Reggina, oportunidade perdida: em Gela termina sem gol e o top se afasta

GELA-REGINA 0-0

GELA: Colace 6,5, Argentati 6,5, Giuliano 6,5, Sbuttoni 6,5, Tuccio 6,5, Flores Heatley 6, Cangemi 6,5, Giacomarro 6, Siino 5,5 (1’st Petta 6,5), Teijo 6,5, Berto 6,5. Todos. Misiti 6.5.

REGGINA: Lagonigro 6, Giuliodori 6.5, Girasole D. 6, Girasole R. 6.5 (44′ st Guida sv), Distratto 6, Laaribi 6, Fofanà 5.5 (29′ st Salandria 6), Edera 6, Mungo 5.5 (17′ st Palumbo 6), Di Grazia 6 (17′ st Sartore 6), Ferraro 5.5. Todos. Torresi 5.5.

ÁRBITRO: Ambrosino di Torre del Greco 6.

NOTA: Espectadores pouco menos de mil. Torcedores ausentes ausentes. Reservados: Tuccio, Cangemi e Petta del Gela; Girassol D. de Reggina.

Quando um empate causa mais dano que uma derrota. A Reggina, aliás, já havia perdido 8 partidas na temporada, mas nunca, depois de uma dessas 8 derrotas, houve o desânimo que se sentiu no final da partida no “Vincenzo Presti” de Gela, após este empate muito amargo. No relvado do estádio Gelese, a equipa de Alfio Torrisi deixa as últimas esperanças reais de ainda conseguir chegar ao topo da classificação.

O empate do líder da liga Nissa em Acireale e a recuperação na quarta-feira contra o Enna, se Reggina tivesse vencido (como todas as previsões previam) em Gela, teriam permitido ao onze do técnico Alfio Torrisi entrar seriamente na corrida pelo salto para a Série C nesta corrida final do campeonato. E em vez disso, contra uma equipa já segura (Gela) que certamente não foi animada por motivações particulares, além de ter sido dizimada durante a semana por várias lesões (“fora” o capitão e farol do meio-campo maltês, bem como quase toda a bateria de atacantes como Aperi, Bollino e Baldeh), Reggina não conseguiu tirar uma única aranha do buraco, terminando a partida com um impasse miserável que teve a mesma consequência de uma sentença definitiva de condenação sem recurso. Em Gela, o mister Torrisi escala exatamente o mesmo time que venceu em Palermo na partida pré-Páscoa contra o Athletic Club.

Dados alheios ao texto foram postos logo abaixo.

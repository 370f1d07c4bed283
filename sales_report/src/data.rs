//! Sales record loading and the in-memory record store

use crate::error::{ReportError, Result};
use calamine::{open_workbook, Data, DataType as _, Range, Reader, Xlsx};
use chrono::{NaiveDate, NaiveDateTime};
use polars::prelude::*;
use serde::{Deserialize, Serialize};
use std::fs::File;
use std::path::Path;

/// Column holding the sale date
pub const DATE_COLUMN: &str = "tanggal";
/// Column holding the product name
pub const PRODUCT_COLUMN: &str = "nama_produk";
/// Column holding the quantity sold
pub const QUANTITY_COLUMN: &str = "jumlah";

/// Date format used for reading and writing the date column
pub const DATE_FORMAT: &str = "%Y-%m-%d";

/// One row of the sales table
#[derive(Debug, Clone, PartialEq, Serialize, Deserialize)]
pub struct SalesRecord {
    pub date: NaiveDate,
    pub product_name: String,
    pub quantity: f64,
}

impl SalesRecord {
    pub fn new(date: NaiveDate, product_name: impl Into<String>, quantity: f64) -> Self {
        Self {
            date,
            product_name: product_name.into(),
            quantity,
        }
    }
}

/// Read-only table of sales records, loaded once per session
#[derive(Debug, Clone, Default, PartialEq)]
pub struct RecordStore {
    records: Vec<SalesRecord>,
}

impl RecordStore {
    pub fn new(records: Vec<SalesRecord>) -> Self {
        Self { records }
    }

    pub fn records(&self) -> &[SalesRecord] {
        &self.records
    }

    pub fn len(&self) -> usize {
        self.records.len()
    }

    pub fn is_empty(&self) -> bool {
        self.records.is_empty()
    }

    /// Distinct product names in first-seen order
    pub fn products(&self) -> Vec<String> {
        let mut seen = Vec::new();
        for record in &self.records {
            if !seen.contains(&record.product_name) {
                seen.push(record.product_name.clone());
            }
        }
        seen
    }

    /// Earliest and latest sale date, or `None` for an empty store
    pub fn date_bounds(&self) -> Option<(NaiveDate, NaiveDate)> {
        let min = self.records.iter().map(|r| r.date).min()?;
        let max = self.records.iter().map(|r| r.date).max()?;
        Some((min, max))
    }
}

/// Loader for sales tables
#[derive(Debug)]
pub struct SalesLoader;

impl SalesLoader {
    /// Load a sales table, choosing the reader from the file extension:
    /// `.xlsx` workbooks go through [`SalesLoader::from_xlsx`], anything else
    /// is read as CSV.
    pub fn from_path<P: AsRef<Path>>(path: P) -> Result<RecordStore> {
        let path = path.as_ref();
        let extension = path
            .extension()
            .and_then(|e| e.to_str())
            .map(str::to_ascii_lowercase);
        match extension.as_deref() {
            Some("xlsx") => Self::from_xlsx(path),
            _ => Self::from_csv(path),
        }
    }

    /// Load sales records from a CSV file with a header row.
    ///
    /// Every column is read as text so product codes such as `007` keep their
    /// leading zeros; quantities are parsed afterwards.
    pub fn from_csv<P: AsRef<Path>>(path: P) -> Result<RecordStore> {
        let path = path.as_ref();
        let file = File::open(path)?;
        let df = CsvReader::new(file)
            .infer_schema(Some(0))
            .has_header(true)
            .finish()
            .map_err(|e| ReportError::InvalidInput(format!("{}: {}", path.display(), e)))?;

        let store = Self::from_dataframe(&df)?;
        tracing::info!(
            path = %path.display(),
            records = store.len(),
            "loaded sales records"
        );
        Ok(store)
    }

    /// Load sales records from the first worksheet of an `.xlsx` workbook.
    /// The first row holds the column names.
    pub fn from_xlsx<P: AsRef<Path>>(path: P) -> Result<RecordStore> {
        let path = path.as_ref();
        let mut workbook: Xlsx<_> = open_workbook(path)?;
        let range = workbook.worksheet_range_at(0).ok_or_else(|| {
            ReportError::InvalidInput(format!("{}: workbook has no worksheets", path.display()))
        })??;

        let store = Self::from_dataframe(&sheet_to_dataframe(&range)?)?;
        tracing::info!(
            path = %path.display(),
            records = store.len(),
            "loaded sales records from workbook"
        );
        Ok(store)
    }

    /// Build a record store from a DataFrame holding the required columns.
    ///
    /// Fails on the first missing column, unparsable date or missing quantity;
    /// no partial store is returned.
    pub fn from_dataframe(df: &DataFrame) -> Result<RecordStore> {
        let dates = Self::string_column(df, DATE_COLUMN)?;
        let products = Self::string_column(df, PRODUCT_COLUMN)?;
        let quantities = Self::float_column(df, QUANTITY_COLUMN)?;

        let mut records = Vec::with_capacity(df.height());
        for (row, ((date, product), quantity)) in dates
            .into_iter()
            .zip(products)
            .zip(quantities)
            .enumerate()
        {
            let date = date
                .as_deref()
                .and_then(parse_date)
                .ok_or_else(|| invalid_cell(DATE_COLUMN, row))?;
            let product_name = product.ok_or_else(|| invalid_cell(PRODUCT_COLUMN, row))?;
            let quantity = quantity
                .filter(|q| q.is_finite())
                .ok_or_else(|| invalid_cell(QUANTITY_COLUMN, row))?;

            records.push(SalesRecord {
                date,
                product_name,
                quantity,
            });
        }

        Ok(RecordStore::new(records))
    }

    fn required_column<'a>(df: &'a DataFrame, name: &str) -> Result<&'a Series> {
        df.column(name).map_err(|_| {
            ReportError::InvalidInput(format!("missing required column '{}'", name))
        })
    }

    fn string_column(df: &DataFrame, name: &str) -> Result<Vec<Option<String>>> {
        let series = Self::required_column(df, name)?.cast(&DataType::Utf8)?;
        let values = series
            .utf8()?
            .into_iter()
            .map(|v| v.map(|s| s.trim().to_string()))
            .collect();
        Ok(values)
    }

    fn float_column(df: &DataFrame, name: &str) -> Result<Vec<Option<f64>>> {
        let series = Self::required_column(df, name)?;
        let numeric: Vec<Option<f64>> = match series.dtype() {
            DataType::Utf8 => series
                .utf8()?
                .into_iter()
                .map(|v| v.and_then(|s| s.trim().parse::<f64>().ok()))
                .collect(),
            _ => series
                .cast(&DataType::Float64)?
                .f64()?
                .into_iter()
                .collect(),
        };
        Ok(numeric)
    }
}

/// Worksheet cells as text columns named by the header row
fn sheet_to_dataframe(range: &Range<Data>) -> Result<DataFrame> {
    let mut rows = range.rows();
    let Some(header) = rows.next() else {
        return Ok(DataFrame::default());
    };

    let names: Vec<String> = header.iter().map(|c| c.to_string().trim().to_string()).collect();
    let mut columns: Vec<Vec<Option<String>>> = vec![Vec::with_capacity(range.height()); names.len()];
    for row in rows {
        for (column, cell) in columns.iter_mut().zip(row) {
            column.push(cell_text(cell));
        }
    }

    let series: Vec<Series> = names
        .iter()
        .zip(columns)
        .filter(|(name, _)| !name.is_empty())
        .map(|(name, values)| Series::new(name.as_str(), values))
        .collect();
    Ok(DataFrame::new(series)?)
}

fn cell_text(cell: &Data) -> Option<String> {
    match cell {
        Data::Empty => None,
        Data::String(s) => Some(s.clone()),
        Data::DateTime(_) | Data::DateTimeIso(_) => {
            cell.as_date().map(|d| d.format(DATE_FORMAT).to_string())
        }
        other => Some(other.to_string()),
    }
}

fn invalid_cell(column: &str, row: usize) -> ReportError {
    ReportError::InvalidInput(format!(
        "malformed or missing value in column '{}' at row {}",
        column,
        row + 1
    ))
}

/// Parse a calendar date, accepting an optional time part which is dropped
pub fn parse_date(raw: &str) -> Option<NaiveDate> {
    let raw = raw.trim();
    NaiveDate::parse_from_str(raw, DATE_FORMAT)
        .ok()
        .or_else(|| {
            NaiveDateTime::parse_from_str(raw, "%Y-%m-%d %H:%M:%S%.f")
                .ok()
                .map(|dt| dt.date())
        })
        .or_else(|| {
            NaiveDateTime::parse_from_str(raw, "%Y-%m-%dT%H:%M:%S%.f")
                .ok()
                .map(|dt| dt.date())
        })
}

Com apenas Barilla obrigado a estar ausente, Torrisi deixa Ragusa, Guida e Adejo no banco. A partida, como era de se esperar, é disputada por Reggina, que no entanto confia todo o seu destino à faixa da esquerda onde atua Andrea Di Grazia, o carrasco de Gela no jogo de ida no Granillo. A outra via, porém, a da direita onde Edera atua constantemente, é literalmente deixada ao abandono total. Como mencionado, a bola do jogo está nas mãos, mais do que nos pés, dos jogadores com camisas de amaranto. Mas a posse de bola próxima dos percentuais totais não produz muito na área do goleiro Colace do Gelese.

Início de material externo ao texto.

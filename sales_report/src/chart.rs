//! Chart of actual sales, moving averages and forecasts
//!
//! [`chart_lines`] turns a [`RenderModel`] into labelled line data and
//! [`render_svg`] draws those lines with plotters.

use crate::error::{ReportError, Result};
use crate::render::RenderModel;
use chrono::NaiveDate;
use plotters::coord::Shift;
use plotters::prelude::*;

const CHART_SIZE: (u32, u32) = (1000, 540);
const TITLE: &str = "Sales with moving average and ARIMA forecast";
const EMPTY_NOTICE: &str = "No data for the current filter";

const PALETTE: [RGBColor; 8] = [
    RGBColor(0x1f, 0x77, 0xb4),
    RGBColor(0xff, 0x7f, 0x0e),
    RGBColor(0x2c, 0xa0, 0x2c),
    RGBColor(0xd6, 0x27, 0x28),
    RGBColor(0x94, 0x67, 0xbd),
    RGBColor(0x8c, 0x56, 0x4b),
    RGBColor(0xe3, 0x77, 0xc2),
    RGBColor(0x17, 0xbe, 0xcf),
];

/// Which of the three per-product lines a [`ChartLine`] is
#[derive(Debug, Clone, Copy, PartialEq, Eq)]
pub enum LineKind {
    Actual,
    MovingAverage,
    Forecast,
}

impl LineKind {
    pub fn label_suffix(&self) -> &'static str {
        match self {
            LineKind::Actual => "actual",
            LineKind::MovingAverage => "moving average",
            LineKind::Forecast => "ARIMA forecast",
        }
    }

    fn style(&self, color: RGBColor) -> ShapeStyle {
        match self {
            LineKind::Actual => color.mix(0.55).stroke_width(2),
            LineKind::MovingAverage | LineKind::Forecast => color.stroke_width(2),
        }
    }
}

/// One labelled line; gaps split it into separate segments
#[derive(Debug, Clone, PartialEq)]
pub struct ChartLine {
    pub label: String,
    pub kind: LineKind,
    pub color: RGBColor,
    pub segments: Vec<Vec<(NaiveDate, f64)>>,
}

/// Lines to draw for `model`, grouped by product in report order
pub fn chart_lines(model: &RenderModel) -> Vec<ChartLine> {
    let mut lines = Vec::new();

    for (index, report) in model.products.iter().enumerate() {
        let color = PALETTE[index % PALETTE.len()];
        let line = |kind: LineKind, segments: Vec<Vec<(NaiveDate, f64)>>| ChartLine {
            label: format!("{} ({})", report.product, kind.label_suffix()),
            kind,
            color,
            segments,
        };

        let actual: Vec<(NaiveDate, f64)> = report
            .actual
            .points()
            .iter()
            .map(|p| (p.date, p.quantity))
            .collect();
        lines.push(line(LineKind::Actual, vec![actual]));

        let mut segments = Vec::new();
        let mut current = Vec::new();
        for point in report.moving_average.points() {
            match point.value {
                Some(value) => current.push((point.date, value)),
                None if !current.is_empty() => segments.push(std::mem::take(&mut current)),
                None => {}
            }
        }
        if !current.is_empty() {
            segments.push(current);
        }
        lines.push(line(LineKind::MovingAverage, segments));

        if let Some(forecast) = report.forecast.series() {
            let points = forecast.points().iter().map(|p| (p.date, p.value)).collect();
            lines.push(line(LineKind::Forecast, vec![points]));
        }
    }

    lines
}

/// Render the chart as a standalone SVG document
pub fn render_svg(model: &RenderModel) -> Result<String> {
    let lines = chart_lines(model);
    let mut svg = String::new();
    {
        let root = SVGBackend::with_string(&mut svg, CHART_SIZE).into_drawing_area();
        root.fill(&WHITE).map_err(chart_error)?;
        draw_lines(&root, &lines)?;
        root.present().map_err(chart_error)?;
    }
    Ok(svg)
}

fn draw_lines(root: &DrawingArea<SVGBackend<'_>, Shift>, lines: &[ChartLine]) -> Result<()> {
    let points = || lines.iter().flat_map(|l| l.segments.iter().flatten());
    let (Some(first), Some(last)) = (
        points().map(|(d, _)| *d).min(),
        points().map(|(d, _)| *d).max(),
    ) else {
        root.draw(&Text::new(TITLE, (20, 20), ("sans-serif", 22).into_font()))
            .map_err(chart_error)?;
        root.draw(&Text::new(EMPTY_NOTICE, (20, 60), ("sans-serif", 16).into_font()))
            .map_err(chart_error)?;
        return Ok(());
    };
    // A single day still needs a non-empty axis
    let last = if last > first {
        last
    } else {
        first.succ_opt().unwrap_or(first)
    };

    let y_min = points().map(|(_, v)| *v).fold(0.0, f64::min);
    let y_max = points().map(|(_, v)| *v).fold(0.0, f64::max);
    let y_max = if y_max > y_min { y_max * 1.1 } else { y_min + 1.0 };

    let mut chart = ChartBuilder::on(root)
        .caption(TITLE, ("sans-serif", 22).into_font())
        .margin(16)
        .x_label_area_size(40)
        .y_label_area_size(56)
        .build_cartesian_2d(first..last, y_min..y_max)
        .map_err(chart_error)?;

    chart
        .configure_mesh()
        .x_labels(8)
        .x_label_formatter(&|d: &NaiveDate| d.format("%Y-%m-%d").to_string())
        .x_desc("tanggal")
        .y_desc("jumlah")
        .draw()
        .map_err(chart_error)?;

    for line in lines {
        let style = line.kind.style(line.color);
        let mut segments = line.segments.iter();

        let anno = match (line.kind, segments.next()) {
            (_, None) => chart.draw_series(std::iter::empty::<PathElement<(NaiveDate, f64)>>()),
            (LineKind::Forecast, Some(segment)) => {
                chart.draw_series(DashedLineSeries::new(segment.iter().copied(), 6, 4, style))
            }
            (_, Some(segment)) => chart.draw_series(LineSeries::new(segment.iter().copied(), style)),
        }
        .map_err(chart_error)?;
        anno.label(line.label.as_str())
            .legend(move |(x, y)| PathElement::new(vec![(x, y), (x + 20, y)], style));

        for segment in segments {
            chart
                .draw_series(LineSeries::new(segment.iter().copied(), style))
                .map_err(chart_error)?;
        }
    }

    chart
        .configure_series_labels()
        .position(SeriesLabelPosition::UpperRight)
        .background_style(WHITE.mix(0.85))
        .border_style(BLACK)
        .draw()
        .map_err(chart_error)?;

    Ok(())
}

fn chart_error<E: std::error::Error + Send + Sync>(err: DrawingAreaErrorKind<E>) -> ReportError {
    ReportError::Chart(err.to_string())
}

A ação que abre a partida (estamos no 3º minuto de jogo) é de uma beleza dolorosa. Porque tudo se desenvolve desde o início até chegar a Di Grazia que desfere um golpe perigoso que, no entanto, vai ao lado. Na verdade, não existem muitas oportunidades verdadeiramente dignas de marcar. Mas Reggina fica no meio campo de Gela praticamente sem interrupção. Colace, porém, raramente suja as luvas. Porque ora Rosario Girasole, ora Giuliodori e até Edera têm grandes chances, mas nunca acertaram. No segundo tempo a trama não mudou, mas quando aos 22 minutos Ferraro cobrou o pênalti mais fácil de movimentar, ficou claro que Reggina não tinha nada a fazer.

A última fase da partida é um autêntico “assalto ao Forte Apache” de Reggina, mas a baliza de Gelese permanece intacta e ao apito final toda a raiva e amargura da comitiva do Amaranth é desencadeada da forma mais emblemática possível. Talvez a era Ballarino à frente do renomado clube Reggio também tenha terminado em Gela. E em outro artigo explicaremos o porquê. Mas, entretanto, em Gela também termina a esperança de toda a gente do Amaranto de ver a sua equipa preferida lutar pela promoção à Série C, depois de três anos conturbados entre os amadores.